The other day while I was killing time before a meeting, I sat down and read in one of the comfy chairs in Rector. As I sat, I realized I had not read in Rector since my sophomore year. As an English major, my time is primarily spent in East College. There are few instances in which I find myself in Rector, a science building. Nevertheless, during my sophomore year I found it incredibly comfortable to read in Rector. The seats were comfy, the tables spacious, and there was enough room that I did not find myself distracted by hordes of other students.

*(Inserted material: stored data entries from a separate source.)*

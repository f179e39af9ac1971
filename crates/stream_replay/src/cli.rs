//! Command-line interface for the replay driver.
//!
//! Flags override the matching configuration file settings.

use clap::{Arg, Command};
use std::path::PathBuf;

/// Command line arguments parsed from user input.
#[derive(Debug, Clone)]
pub struct CliArgs {
    /// Path to the configuration file
    pub config_path: PathBuf,
    /// Optional override for log level
    pub log_level: Option<String>,
    /// Whether to force JSON log output
    pub json_logs: bool,
    /// Optional override for the number of ticks to run
    pub ticks: Option<u32>,
    /// Print drained commands as JSON lines instead of log lines
    pub json_output: bool,
}

impl CliArgs {
    /// Parses command line arguments using clap.
    pub fn parse() -> Self {
        Self::from_matches(Self::command().get_matches())
    }

    fn command() -> Command {
        Command::new("Stream Replay")
            .version(env!("CARGO_PKG_VERSION"))
            .about("Replays scripted device input through the client message stream")
            .arg(
                Arg::new("config")
                    .short('c')
                    .long("config")
                    .value_name("FILE")
                    .help("Configuration file path")
                    .default_value("replay.toml"),
            )
            .arg(
                Arg::new("log-level")
                    .short('l')
                    .long("log-level")
                    .value_name("LEVEL")
                    .help("Log level (trace, debug, info, warn, error)"),
            )
            .arg(
                Arg::new("json-logs")
                    .long("json-logs")
                    .help("Output logs in JSON format")
                    .action(clap::ArgAction::SetTrue),
            )
            .arg(
                Arg::new("ticks")
                    .short('t')
                    .long("ticks")
                    .value_name("COUNT")
                    .help("Number of client ticks to run (default: until the script ends)")
                    .value_parser(clap::value_parser!(u32)),
            )
            .arg(
                Arg::new("json-output")
                    .long("json-output")
                    .help("Print drained commands as JSON lines")
                    .action(clap::ArgAction::SetTrue),
            )
    }

    fn from_matches(matches: clap::ArgMatches) -> Self {
        Self {
            config_path: matches
                .get_one::<String>("config")
                .map(PathBuf::from)
                .unwrap_or_else(|| PathBuf::from("replay.toml")),
            log_level: matches.get_one::<String>("log-level").cloned(),
            json_logs: matches.get_flag("json-logs"),
            ticks: matches.get_one::<u32>("ticks").copied(),
            json_output: matches.get_flag("json-output"),
        }
    }

    /// Parses an explicit argument list; used by tests.
    pub fn try_parse_from<I, T>(args: I) -> Result<Self, clap::Error>
    where
        I: IntoIterator<Item = T>,
        T: Into<std::ffi::OsString> + Clone,
    {
        Ok(Self::from_matches(Self::command().try_get_matches_from(args)?))
    }
}
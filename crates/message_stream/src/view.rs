//! Camera view collaborator driven by the look-at translator.

use crate::types::{Coord2D, ICoord2D};
use serde::Serialize;
use std::any::Any;
use std::f32::consts::{PI, TAU};

/// The tactical camera as seen from the input pipeline.
///
/// Implemented by the renderer in a full client; [`ViewState`] is the plain
/// bookkeeping implementation used by the replay driver and tests.
pub trait View {
    /// Viewport size in pixels.
    fn size(&self) -> ICoord2D;
    /// Moves the look-at point by a screen-space offset.
    fn scroll_by(&mut self, delta: Coord2D);
    fn rotate_by(&mut self, radians: f32);
    fn pitch_by(&mut self, radians: f32);
    fn adjust_fov_by(&mut self, radians: f32);
    /// Restores angle, pitch and field of view to their defaults.
    fn reset(&mut self);
    /// Concrete view, for callers that need to inspect it.
    fn as_any(&self) -> &dyn Any;
}

pub const DEFAULT_PITCH: f32 = 0.65;
pub const MIN_PITCH: f32 = 0.1;
pub const MAX_PITCH: f32 = PI / 2.0;
pub const DEFAULT_FOV: f32 = 50.0 * PI / 180.0;
pub const MIN_FOV: f32 = 20.0 * PI / 180.0;
pub const MAX_FOV: f32 = 90.0 * PI / 180.0;

/// Accumulating camera state.
#[derive(Debug, Clone, PartialEq, Serialize)]
pub struct ViewState {
    size: ICoord2D,
    position: Coord2D,
    angle: f32,
    pitch: f32,
    fov: f32,
    scrolls: u32,
}

impl ViewState {
    pub fn new(width: i32, height: i32) -> Self {
        Self {
            size: ICoord2D::new(width, height),
            position: Coord2D::default(),
            angle: 0.0,
            pitch: DEFAULT_PITCH,
            fov: DEFAULT_FOV,
            scrolls: 0,
        }
    }

    pub fn position(&self) -> Coord2D {
        self.position
    }

    /// Yaw in `[0, 2π)`.
    pub fn angle(&self) -> f32 {
        self.angle
    }

    pub fn pitch(&self) -> f32 {
        self.pitch
    }

    pub fn fov(&self) -> f32 {
        self.fov
    }

    /// Number of non-zero scrolls applied so far.
    pub fn scroll_count(&self) -> u32 {
        self.scrolls
    }
}

impl View for ViewState {
    fn size(&self) -> ICoord2D {
        self.size
    }

    fn scroll_by(&mut self, delta: Coord2D) {
        if delta.is_zero() {
            return;
        }
        self.position.x += delta.x;
        self.position.y += delta.y;
        self.scrolls += 1;
    }

    fn rotate_by(&mut self, radians: f32) {
        self.angle = (self.angle + radians).rem_euclid(TAU);
    }

    fn pitch_by(&mut self, radians: f32) {
        self.pitch = (self.pitch + radians).clamp(MIN_PITCH, MAX_PITCH);
    }

    fn adjust_fov_by(&mut self, radians: f32) {
        self.fov = (self.fov + radians).clamp(MIN_FOV, MAX_FOV);
    }

    fn reset(&mut self) {
        self.angle = 0.0;
        self.pitch = DEFAULT_PITCH;
        self.fov = DEFAULT_FOV;
    }

    fn as_any(&self) -> &dyn Any {
        self
    }
}
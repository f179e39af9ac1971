//! # Message Lists
//!
//! [`MessageList`] is an ordered sequence of messages with O(1) append,
//! insert-after and remove. Messages live in an arena of slots owned by the
//! list; slots are chained through explicit `prev`/`next` indices and
//! recycled through a free pool.
//!
//! A [`MessageHandle`] names one resident message. It records the id of the
//! owning list and the generation of its slot, so a handle that outlived its
//! message, or that belongs to another list, is recognized instead of
//! silently aliasing whatever occupies the slot now.

use crate::contract::contract_violation;
use crate::message::Message;
use crate::message_type::MessageType;
use std::sync::atomic::{AtomicU32, Ordering};
use tracing::trace;

static NEXT_LIST_ID: AtomicU32 = AtomicU32::new(1);

/// Identity of a [`MessageList`]; unique within the process.
#[derive(Debug, Clone, Copy, PartialEq, Eq, Hash)]
pub struct ListId(u32);

impl ListId {
    fn next() -> Self {
        Self(NEXT_LIST_ID.fetch_add(1, Ordering::Relaxed))
    }
}

/// Stable reference to a message resident in a particular list.
#[derive(Debug, Clone, Copy, PartialEq, Eq, Hash)]
pub struct MessageHandle {
    list: ListId,
    index: u32,
    generation: u32,
}

impl MessageHandle {
    /// The list this handle was issued by.
    pub fn list(&self) -> ListId {
        self.list
    }
}

#[derive(Debug)]
struct Slot {
    generation: u32,
    message: Option<Message>,
    prev: Option<u32>,
    next: Option<u32>,
}

/// Ordered, arena-backed list of messages.
pub struct MessageList {
    id: ListId,
    slots: Vec<Slot>,
    free: Vec<u32>,
    head: Option<u32>,
    tail: Option<u32>,
    len: usize,
}

impl std::fmt::Debug for MessageList {
    fn fmt(&self, f: &mut std::fmt::Formatter<'_>) -> std::fmt::Result {
        f.debug_struct("MessageList")
            .field("id", &self.id)
            .field("len", &self.len)
            .field("capacity", &self.slots.len())
            .finish()
    }
}

impl Default for MessageList {
    fn default() -> Self {
        Self::new()
    }
}

impl MessageList {
    pub fn new() -> Self {
        Self {
            id: ListId::next(),
            slots: Vec::new(),
            free: Vec::new(),
            head: None,
            tail: None,
            len: 0,
        }
    }

    pub fn id(&self) -> ListId {
        self.id
    }

    pub fn len(&self) -> usize {
        self.len
    }

    pub fn is_empty(&self) -> bool {
        self.len == 0
    }

    // ========================================================================
    // Navigation
    // ========================================================================

    pub fn first(&self) -> Option<MessageHandle> {
        self.head.map(|index| self.handle_at(index))
    }

    pub fn last(&self) -> Option<MessageHandle> {
        self.tail.map(|index| self.handle_at(index))
    }

    /// Handle of the message following `handle`, `None` at the tail or when
    /// `handle` is not resident here.
    pub fn next(&self, handle: MessageHandle) -> Option<MessageHandle> {
        let index = self.resolve(handle)?;
        self.slots[index as usize].next.map(|next| self.handle_at(next))
    }

    /// Handle of the message preceding `handle`.
    pub fn prev(&self, handle: MessageHandle) -> Option<MessageHandle> {
        let index = self.resolve(handle)?;
        self.slots[index as usize].prev.map(|prev| self.handle_at(prev))
    }

    /// True while `handle` names a message resident in this list.
    pub fn contains(&self, handle: MessageHandle) -> bool {
        self.resolve(handle).is_some()
    }

    pub fn get(&self, handle: MessageHandle) -> Option<&Message> {
        let index = self.resolve(handle)?;
        self.slots[index as usize].message.as_ref()
    }

    pub fn get_mut(&mut self, handle: MessageHandle) -> Option<&mut Message> {
        let index = self.resolve(handle)?;
        self.slots[index as usize].message.as_mut()
    }

    /// Walks the list head to tail; `.rev()` walks it tail to head.
    pub fn iter(&self) -> Iter<'_> {
        Iter {
            list: self,
            front: self.head,
            back: self.tail,
            remaining: self.len,
        }
    }

    /// Whether any resident message has type `kind`.
    pub fn contains_type(&self, kind: MessageType) -> bool {
        self.iter().any(|(_, msg)| msg.kind() == kind)
    }

    // ========================================================================
    // Mutation
    // ========================================================================

    /// Appends `message` at the tail.
    pub fn append(&mut self, message: Message) -> MessageHandle {
        self.append_entry(message).0
    }

    /// Appends `message` at the tail and lends it back for further
    /// argument appends.
    pub fn append_entry(&mut self, message: Message) -> (MessageHandle, &mut Message) {
        let index = self.allocate();
        self.link_at_tail(index);
        let handle = self.handle_at(index);
        (handle, self.slots[index as usize].message.insert(message))
    }

    /// Inserts `message` immediately after `anchor`.
    ///
    /// `anchor` must be resident in this list. A foreign or stale anchor is a
    /// contract violation; release builds append at the tail instead.
    pub fn insert_after(&mut self, message: Message, anchor: MessageHandle) -> MessageHandle {
        self.insert_after_entry(message, anchor).0
    }

    /// [`insert_after`](Self::insert_after), lending the inserted message back.
    pub fn insert_after_entry(
        &mut self,
        message: Message,
        anchor: MessageHandle,
    ) -> (MessageHandle, &mut Message) {
        let Some(anchor_index) = self.resolve(anchor) else {
            contract_violation!(
                "🔴 insert_after: anchor {:?} is not resident in list {:?}",
                anchor,
                self.id
            );
            return self.append_entry(message);
        };

        let index = self.allocate();
        let next = self.slots[anchor_index as usize].next;
        {
            let slot = &mut self.slots[index as usize];
            slot.prev = Some(anchor_index);
            slot.next = next;
        }
        self.slots[anchor_index as usize].next = Some(index);
        match next {
            Some(next) => self.slots[next as usize].prev = Some(index),
            None => self.tail = Some(index),
        }
        self.len += 1;
        let handle = self.handle_at(index);
        (handle, self.slots[index as usize].message.insert(message))
    }

    /// Detaches the message named by `handle` and hands it back.
    ///
    /// A foreign or stale handle is a contract violation; release builds
    /// return `None` and leave the list untouched.
    pub fn remove(&mut self, handle: MessageHandle) -> Option<Message> {
        let Some(index) = self.resolve(handle) else {
            contract_violation!(
                "🔴 remove: {:?} is not resident in list {:?}",
                handle,
                self.id
            );
            return None;
        };
        self.unlink(index);
        self.release(index)
    }

    /// Removes and drops the message named by `handle`.
    pub fn destroy(&mut self, handle: MessageHandle) -> bool {
        match self.remove(handle) {
            Some(message) => {
                trace!("🗑️ Destroyed {}", message.kind());
                true
            }
            None => false,
        }
    }

    /// Destroys every resident message, head first. Returns how many were
    /// destroyed.
    pub fn clear(&mut self) -> usize {
        let mut destroyed = 0;
        while let Some(index) = self.head {
            self.unlink(index);
            if self.release(index).is_some() {
                destroyed += 1;
            }
        }
        if destroyed > 0 {
            trace!("🧹 Cleared {} messages from list {:?}", destroyed, self.id);
        }
        destroyed
    }

    /// Moves every resident message out, head first. Messages not yet pulled
    /// from the iterator stay in the list.
    pub fn drain(&mut self) -> Drain<'_> {
        Drain { list: self }
    }

    fn pop_front(&mut self) -> Option<Message> {
        let index = self.head?;
        self.unlink(index);
        self.release(index)
    }

    // ========================================================================
    // Arena bookkeeping
    // ========================================================================

    fn handle_at(&self, index: u32) -> MessageHandle {
        MessageHandle {
            list: self.id,
            index,
            generation: self.slots[index as usize].generation,
        }
    }

    fn resolve(&self, handle: MessageHandle) -> Option<u32> {
        if handle.list != self.id {
            return None;
        }
        let slot = self.slots.get(handle.index as usize)?;
        (slot.generation == handle.generation && slot.message.is_some()).then_some(handle.index)
    }

    /// Takes a vacant slot; the caller links it and then stores the message.
    fn allocate(&mut self) -> u32 {
        match self.free.pop() {
            Some(index) => {
                let slot = &mut self.slots[index as usize];
                slot.prev = None;
                slot.next = None;
                index
            }
            None => {
                self.slots.push(Slot {
                    generation: 0,
                    message: None,
                    prev: None,
                    next: None,
                });
                (self.slots.len() - 1) as u32
            }
        }
    }

    fn release(&mut self, index: u32) -> Option<Message> {
        let slot = &mut self.slots[index as usize];
        let message = slot.message.take();
        slot.generation = slot.generation.wrapping_add(1);
        slot.prev = None;
        slot.next = None;
        self.free.push(index);
        message
    }

    fn link_at_tail(&mut self, index: u32) {
        self.slots[index as usize].prev = self.tail;
        self.slots[index as usize].next = None;
        match self.tail {
            Some(tail) => self.slots[tail as usize].next = Some(index),
            None => self.head = Some(index),
        }
        self.tail = Some(index);
        self.len += 1;
    }

    fn unlink(&mut self, index: u32) {
        let (prev, next) = {
            let slot = &self.slots[index as usize];
            (slot.prev, slot.next)
        };
        match prev {
            Some(prev) => self.slots[prev as usize].next = next,
            None => self.head = next,
        }
        match next {
            Some(next) => self.slots[next as usize].prev = prev,
            None => self.tail = prev,
        }
        self.len -= 1;
    }
}

/// Borrowing walk over a [`MessageList`].
pub struct Iter<'a> {
    list: &'a MessageList,
    front: Option<u32>,
    back: Option<u32>,
    remaining: usize,
}

impl<'a> Iterator for Iter<'a> {
    type Item = (MessageHandle, &'a Message);

    fn next(&mut self) -> Option<Self::Item> {
        if self.remaining == 0 {
            return None;
        }
        let index = self.front?;
        let slot = &self.list.slots[index as usize];
        self.front = slot.next;
        self.remaining -= 1;
        Some((self.list.handle_at(index), slot.message.as_ref()?))
    }

    fn size_hint(&self) -> (usize, Option<usize>) {
        (self.remaining, Some(self.remaining))
    }
}

impl DoubleEndedIterator for Iter<'_> {
    fn next_back(&mut self) -> Option<Self::Item> {
        if self.remaining == 0 {
            return None;
        }
        let index = self.back?;
        let slot = &self.list.slots[index as usize];
        self.back = slot.prev;
        self.remaining -= 1;
        Some((self.list.handle_at(index), slot.message.as_ref()?))
    }
}

impl ExactSizeIterator for Iter<'_> {}

/// Order-preserving move out of a [`MessageList`].
pub struct Drain<'a> {
    list: &'a mut MessageList,
}

impl Iterator for Drain<'_> {
    type Item = Message;

    fn next(&mut self) -> Option<Message> {
        self.list.pop_front()
    }

    fn size_hint(&self) -> (usize, Option<usize>) {
        (self.list.len, Some(self.list.len))
    }
}
//! Error types for the message stream.

use crate::message_type::MessageType;

/// Recoverable failures while building or naming messages.
#[derive(Debug, Clone, PartialEq, thiserror::Error)]
pub enum MessageError {
    #[error("Message {kind} already carries the maximum of {limit} arguments")]
    ArgumentLimit { kind: MessageType, limit: usize },
    #[error("Unknown message type: {0}")]
    UnknownType(String),
}

/// Failures while assembling a meta binding table.
#[derive(Debug, Clone, PartialEq, thiserror::Error)]
pub enum MetaMapError {
    #[error("Binding target {0} is not a meta message")]
    NotAMetaMessage(MessageType),
    #[error("Unknown meta command: {0}")]
    UnknownCommand(String),
    #[error("Unknown key: {0}")]
    UnknownKey(String),
    #[error("Unknown modifier state: {0}")]
    UnknownModifiers(String),
}
//! # Message Stream
//!
//! The [`MessageStream`] collects raw input for the current tick and runs it
//! through a priority-ordered chain of [`Translator`]s.
//!
//! ## Propagation
//!
//! [`MessageStream::propagate`] runs once per tick:
//!
//! 1. Translators are visited in ascending priority; equal priorities keep
//!    attachment order.
//! 2. Each translator walks the live list head to tail. Messages it inserts
//!    land right after the current message, messages it appends land at the
//!    tail, and both are reached by the same walk and by every later
//!    translator.
//! 3. A `Destroy` verdict frees the message at once; later translators never
//!    see it.
//! 4. Whatever is left moves, in order, to the [`CommandList`]. The stream is
//!    empty afterwards.
//!
//! ## Example
//!
//! ```rust
//! use message_stream::{ClientContext, CommandList, MessageStream, MessageType, PlayerIndex, ViewState};
//!
//! let mut client = ClientContext::new(PlayerIndex(0), Box::new(ViewState::new(800, 600)));
//! let mut stream = MessageStream::new(PlayerIndex(0));
//! let mut commands = CommandList::new();
//!
//! stream.append_message(MessageType::DoStop);
//! let report = stream.propagate(&mut client, &mut commands);
//!
//! assert_eq!(report.forwarded, 1);
//! assert!(stream.is_empty());
//! assert!(commands.contains_type(MessageType::DoStop));
//! ```

use crate::command_list::CommandList;
use crate::context::ClientContext;
use crate::contract::contract_violation;
use crate::list::{MessageHandle, MessageList};
use crate::message::Message;
use crate::message_type::MessageType;
use crate::stats::{PropagationReport, StreamStats};
use crate::translator::{Disposition, Scheduled, TranslateContext, Translator, TranslatorId};
use crate::types::PlayerIndex;
use std::ops::{Deref, DerefMut};
use tracing::{debug, trace};

struct TranslatorEntry {
    id: TranslatorId,
    priority: u32,
    translator: Box<dyn Translator>,
}

/// The per-tick input stream and its translator chain.
pub struct MessageStream {
    messages: MessageList,
    translators: Vec<TranslatorEntry>,
    next_translator_id: u32,
    local_player: PlayerIndex,
    scheduled: Scheduled,
    stats: StreamStats,
}

impl std::fmt::Debug for MessageStream {
    fn fmt(&self, f: &mut std::fmt::Formatter<'_>) -> std::fmt::Result {
        let chain: Vec<_> = self
            .translators
            .iter()
            .map(|e| format!("{}@{}:{}", e.translator.name(), e.priority, e.id))
            .collect();
        f.debug_struct("MessageStream")
            .field("messages", &self.messages)
            .field("translators", &chain)
            .field("local_player", &self.local_player)
            .finish()
    }
}
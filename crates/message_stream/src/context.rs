//! Client state shared with translators during propagation.
//!
//! Replaces process-wide singletons (current frame, shell state, local player,
//! tactical view) with one value owned by the session and lent to each
//! translator call.

use crate::types::PlayerIndex;
use crate::view::View;

/// Environment a translator may read, and in the case of the view, drive.
pub struct ClientContext {
    frame: u32,
    shell_active: bool,
    local_player: PlayerIndex,
    view: Box<dyn View>,
}

impl std::fmt::Debug for ClientContext {
    fn fmt(&self, f: &mut std::fmt::Formatter<'_>) -> std::fmt::Result {
        f.debug_struct("ClientContext")
            .field("frame", &self.frame)
            .field("shell_active", &self.shell_active)
            .field("local_player", &self.local_player)
            .field("view", &"[view]")
            .finish()
    }
}

impl ClientContext {
    /// Starts at frame 0 with the shell inactive.
    pub fn new(local_player: PlayerIndex, view: Box<dyn View>) -> Self {
        Self {
            frame: 0,
            shell_active: false,
            local_player,
            view,
        }
    }

    /// Current client frame. Game-only key bindings stay dormant until
    /// frame 1 so input during map load is ignored.
    pub fn frame(&self) -> u32 {
        self.frame
    }

    pub fn set_frame(&mut self, frame: u32) {
        self.frame = frame;
    }

    pub fn advance_frame(&mut self) -> u32 {
        self.frame = self.frame.wrapping_add(1);
        self.frame
    }

    /// Whether a menu/shell screen is up.
    pub fn is_shell_active(&self) -> bool {
        self.shell_active
    }

    pub fn set_shell_active(&mut self, active: bool) {
        self.shell_active = active;
    }

    pub fn local_player(&self) -> PlayerIndex {
        self.local_player
    }

    pub fn set_local_player(&mut self, player: PlayerIndex) {
        self.local_player = player;
    }

    pub fn view(&self) -> &dyn View {
        self.view.as_ref()
    }

    pub fn view_mut(&mut self) -> &mut dyn View {
        self.view.as_mut()
    }

    /// Downcasts the view to its concrete type.
    pub fn view_as<T: 'static>(&self) -> Option<&T> {
        self.view.as_any().downcast_ref::<T>()
    }
}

Yet time went on and I went abroad, and by the time I returned to campus, I had forgotten about my favorite study spot. Instead, I find myself these days reading in the library, specifically the writing center. This has to do with my comfort level in these buildings. Sometimes it is intimidating to enter what have been designated as science buildings for fear that I will be judged for reading a novel instead of a textbook. The writing center is where I work, so I feel comfortable relaxing and reading there. It is interesting to see how students enforce these somewhat segregated roles onto the buildings on campus, saying that “I’ve never set foot in Denny because I don’t take history classes,” or “I only have classes in Kaufman because I’m a psych major.”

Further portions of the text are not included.